[OpenAFS] Re: aklog claims it can't contact KDC, but KDC is issuing tickets
Adam Megacz
megacz@cs.berkeley.edu
Wed, 08 Mar 2006 00:03:29 -0800
Jeffrey Altman <jaltman@secure-endpoints.com> writes:
> Diagnosis: Firewall configuration blocks in bound UDP traffic from
> YOUR-REALM KDC
>
> Now this could be a broken NAT. It would be a NAT that is incapable
> of opening a port to allow traffic from two source addresses at the
> same time. If this was the case, then you can perform the following
> experiment:
>
> * kinit *****@EECS.BERKELEY.EDU
> * kvno krbtgt/RESEARCH.CS.BERKELEY.EDU@EECS.BERKELEY.EDU
> * aklog -d -c research.cs.berkeley.edu
> and see if that works. What this will do is force the acquisition
> of the cross-realm TGT to use a different port on the client machine
> than the one that is used for the afs service ticket request. If this
> does not work, then the problem is a firewall rule or a routing issue.
> ...
> Each time you bind a socket your are assigned a new port.
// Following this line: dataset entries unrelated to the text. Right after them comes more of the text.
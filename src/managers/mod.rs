// Highlight Saver state managers
// Managers own the stateful flows around saved highlights.

pub mod highlight_manager;
pub mod selection_watcher;
pub mod watcher_driver;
> If the socket is used to send two packets, they will both have
> the same source port.
Fascinating; before he was getting:
Kerberos error code returned by get_cred: -1765328228
Now, using 'kvno', he gets:
About to resolve name johnw@EECS.BERKELEY.EDU to id in cell research.cs.berkeley.edu.
Id ******
Set username to AFS ID ******
Setting tokens. AFS ID ****** / @ EECS.BERKELEY.EDU
aklog: unable to obtain tokens for cell research.cs.berkeley.edu (status: 11862790).
> Have the user traceroute (or tracert on Windows) to the KDC and see
> what happens.
It goes through (on MacOS, using UDP packets).
- a
--
PGP/GPG: 5C9F F366 C9CF 2145 E770 B1B8 EFB1 462D A146 C380